Mevcut durumda üretimde karşılaştıkları bir diğer sorunun da zirai ilaç kalıntısı olduğunu dile getiren Baltu, bunda mevcut durumda uygulanan reçete sisteminin önemli rol üstlendiğini kaydetti. Bu sistemin çalışmadığını ve acil değişmesini istediklerini ifade eden Baltu, “Mevcut durumda maalesef ilacı yazan ile satan yakın ilişkide. Oysa böyle olmamalı. Sorumlu ve zorunlu danışmanlık sistemleriyle bunların önüne geçilebileceğini düşünüyoruz” dedi.
Önerdikleri kooperatifleşme modeliyle kalıntı sorununun da en aza indirilebileceğine işaret eden Baltu, kooperatif ya da üretici birliklerinin yapacağı eğitimlerle ya da teknik desteklerle sağlanacak standart üretim ve kalite artışı sayesinde kalıntı oranlarının da düşeceğine inandığını söyledi. Hükümetlere göre tarım politikalarının değişmemesi gerektiğini de dile getiren Baltu, bu durumun sektöre zarar verdiğini anlattı.
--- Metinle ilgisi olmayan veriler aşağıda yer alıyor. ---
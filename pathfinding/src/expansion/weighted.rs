//! Weighted-terrain octile expansion: cardinal edges cost the average of
//! the two endpoints' terrain costs, diagonal edges cost the average of
//! the four cells straddled by the move, scaled by `sqrt(2)`.
//!
//! Formulas are ported verbatim from the teacher's
//! `weighted_grid/avg_four.rs`.

use std::f64::consts::SQRT_2;

use super::{ExpansionPolicy, Successor};
use crate::ids::{PackedId, PaddedId};
use crate::node_pool::NodePool;
use crate::weighted::{CostTable, WeightedGridMap};

pub struct WeightedExpansionPolicy<'m> {
    map: &'m WeightedGridMap,
    costs: &'m CostTable,
    pool: NodePool,
    buf: Vec<Successor>,
}

impl<'m> WeightedExpansionPolicy<'m> {
    pub fn new(map: &'m WeightedGridMap, costs: &'m CostTable) -> Self {
        let max_id = map.padded_width() * padded_height_of(map);
        WeightedExpansionPolicy {
            map,
            costs,
            pool: NodePool::new(max_id),
            buf: Vec::with_capacity(8),
        }
    }
}

fn padded_height_of(map: &WeightedGridMap) -> u32 {
    map.height() + 2 * crate::padding::PADDING_ROWS
}

impl ExpansionPolicy for WeightedExpansionPolicy<'_> {
    fn pool(&self) -> &NodePool {
        &self.pool
    }

    fn pool_mut(&mut self) -> &mut NodePool {
        &mut self.pool
    }

    fn to_padded(&self, id: PackedId) -> PaddedId {
        self.map.to_padded(id)
    }

    fn to_packed(&self, id: PaddedId) -> PackedId {
        self.map.to_packed(id)
    }

    fn generate_start_node(&mut self, start: PackedId) -> Option<PaddedId> {
        let padded = self.map.to_padded(start);
        if self.costs.get(self.map.terrain(padded)) > 0.0 {
            self.pool.generate(padded);
            Some(padded)
        } else {
            None
        }
    }

    fn generate_target_node(&mut self, target: PackedId) -> Option<PaddedId> {
        self.generate_start_node(target)
    }

    fn expand(&mut self, current: PaddedId) {
        self.buf.clear();
        let nb = self.map.neighbourhood(current);
        let stride = self.map.padded_width();
        let id = current.raw();

        let c = self.costs.get(nb.c);
        let n = self.costs.get(nb.n);
        let s = self.costs.get(nb.s);
        let w = self.costs.get(nb.w);
        let e = self.costs.get(nb.e);
        let nw = self.costs.get(nb.nw);
        let ne = self.costs.get(nb.ne);
        let sw = self.costs.get(nb.sw);
        let se = self.costs.get(nb.se);

        if passable(c) && passable(n) {
            self.pool.generate(PaddedId::from(id - stride));
            self.buf.push(Successor { node: PaddedId::from(id - stride), cost: (c + n) / 2.0 });
        }
        if passable(c) && passable(s) {
            self.pool.generate(PaddedId::from(id + stride));
            self.buf.push(Successor { node: PaddedId::from(id + stride), cost: (c + s) / 2.0 });
        }
        if passable(c) && passable(w) {
            self.pool.generate(PaddedId::from(id - 1));
            self.buf.push(Successor { node: PaddedId::from(id - 1), cost: (c + w) / 2.0 });
        }
        if passable(c) && passable(e) {
            self.pool.generate(PaddedId::from(id + 1));
            self.buf.push(Successor { node: PaddedId::from(id + 1), cost: (c + e) / 2.0 });
        }
        if passable(c) && passable(n) && passable(w) && passable(nw) {
            let cost = (c + n + w + nw) * SQRT_2 / 4.0;
            self.pool.generate(PaddedId::from(id - stride - 1));
            self.buf.push(Successor { node: PaddedId::from(id - stride - 1), cost });
        }
        if passable(c) && passable(n) && passable(e) && passable(ne) {
            let cost = (c + n + e + ne) * SQRT_2 / 4.0;
            self.pool.generate(PaddedId::from(id - stride + 1));
            self.buf.push(Successor { node: PaddedId::from(id - stride + 1), cost });
        }
        if passable(c) && passable(s) && passable(w) && passable(sw) {
            let cost = (c + s + w + sw) * SQRT_2 / 4.0;
            self.pool.generate(PaddedId::from(id + stride - 1));
            self.buf.push(Successor { node: PaddedId::from(id + stride - 1), cost });
        }
        if passable(c) && passable(s) && passable(e) && passable(se) {
            let cost = (c + s + e + se) * SQRT_2 / 4.0;
            self.pool.generate(PaddedId::from(id + stride + 1));
            self.buf.push(Successor { node: PaddedId::from(id + stride + 1), cost });
        }
    }

    fn successors(&self) -> &[Successor] {
        &self.buf
    }

    fn mem(&self) -> usize {
        self.pool.mem()
    }
}

/// `0.0` is the reserved impassable sentinel; `NaN` (unspecified terrain)
/// is treated as impassable too rather than silently propagating into a
/// path cost.
fn passable(cost: f64) -> bool {
    cost > 0.0
}

#[cfg(test)]
mod tests {
    use super::*;

    fn flat_map(w: u32, h: u32, terrain: u8) -> (WeightedGridMap, CostTable) {
        let mut map = WeightedGridMap::new(w, h);
        for y in 0..h {
            for x in 0..w {
                map.set(x, y, terrain);
            }
        }
        let mut costs = CostTable::new();
        costs.set(terrain, 1.0);
        (map, costs)
    }

    #[test]
    fn flat_terrain_matches_uniform_cost() {
        let (map, costs) = flat_map(5, 5, b'.');
        let mut policy = WeightedExpansionPolicy::new(&map, &costs);
        let centre = map.to_padded(map.xy_to_packed(2, 2));
        policy.expand(centre);
        assert_eq!(policy.successors().len(), 8);
        let diag = policy.successors().iter().find(|s| s.cost > 1.0).unwrap();
        assert!((diag.cost - SQRT_2).abs() < 1e-9);
    }

    #[test]
    fn mismatched_diagonal_terrain_averages_four_cells() {
        let mut map = WeightedGridMap::new(3, 3);
        for y in 0..3 {
            for x in 0..3 {
                map.set(x, y, b'.');
            }
        }
        map.set(2, 0, b'~'); // NE of centre
        let mut costs = CostTable::new();
        costs.set(b'.', 1.0);
        costs.set(b'~', 5.0);
        let policy_map = &map;
        let mut policy = WeightedExpansionPolicy::new(policy_map, &costs);
        let centre = map.to_padded(map.xy_to_packed(1, 1));
        policy.expand(centre);
        let stride = map.padded_width();
        let ne = PaddedId::from(centre.raw() - stride + 1);
        let succ = policy.successors().iter().find(|s| s.node == ne).unwrap();
        assert!((succ.cost - (1.0 + 1.0 + 5.0 + 1.0) * SQRT_2 / 4.0).abs() < 1e-9);
    }
}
“Komite olarak birlikte hareket etmeliyiz”
Komite olarak yürüttükleri çalışmalarda sektördeki en büyük eksikliğin birlikte hareket edememek olduğunu gördüklerini ve bu sorunun çözümüne de odaklandıklarını kaydeden Baltu, sektörün ihtiyacı olan kaynaşmayı sağlamak, birlikte hareket etme kültürünü oluşturmak adına çalışmalara başladıklarını söyledi. Her ay düzenli olarak bir sektör temsilcisinin ev sahipliğinde sohbet toplantıları düzenlemeye başladıklarını bildiren Baltu, “Bu toplantılarda sorunlarımızı tartışıp ihtiyacımız olan yetkilileri davet ederek bilgiler alıyoruz. Küme modeliyle birliktelik kurmaya çalışıyoruz. Artık bunu kurumsal hale getirmek için mücadele edeceğiz” diye konuştu.

Reklam
Reklam

“Üretim dışa bağımlılıktan kurtulmalı”
Sektörün bir diğer sorununun dışa bağımlılık olduğunu belirten Baltu, tohumdan fidana, gübreden ilaca kadar birçok kalemin ithal edildiğini hatırlattı. Devlet destekli ar-ge çalışmaları ile bölgesel şartlara uygun yerli ve milli tohumlar, fidanlar üretmek gerektiğini dile getiren Baltu, “Bu noktada Agropark ile Hasat ve Hasat Sonrası Ar-Ge ve Uygulama Merkezi Projesi modelleri oldukça güzel ve öncü örneklerdir” ifadelerini kullandı.
Ürünlerin yurt dışından gelmesinin maliyetleri de arttığını, küçük üreticinin dövizdeki dalgalanmalara paralel ihtiyaç duyduğu ürünlere erişemediğini anlatan Baltu, yerli üretimin küçük üreticiyi destekleme anlamında da büyük önem taşıyacağını sözlerine ekledi.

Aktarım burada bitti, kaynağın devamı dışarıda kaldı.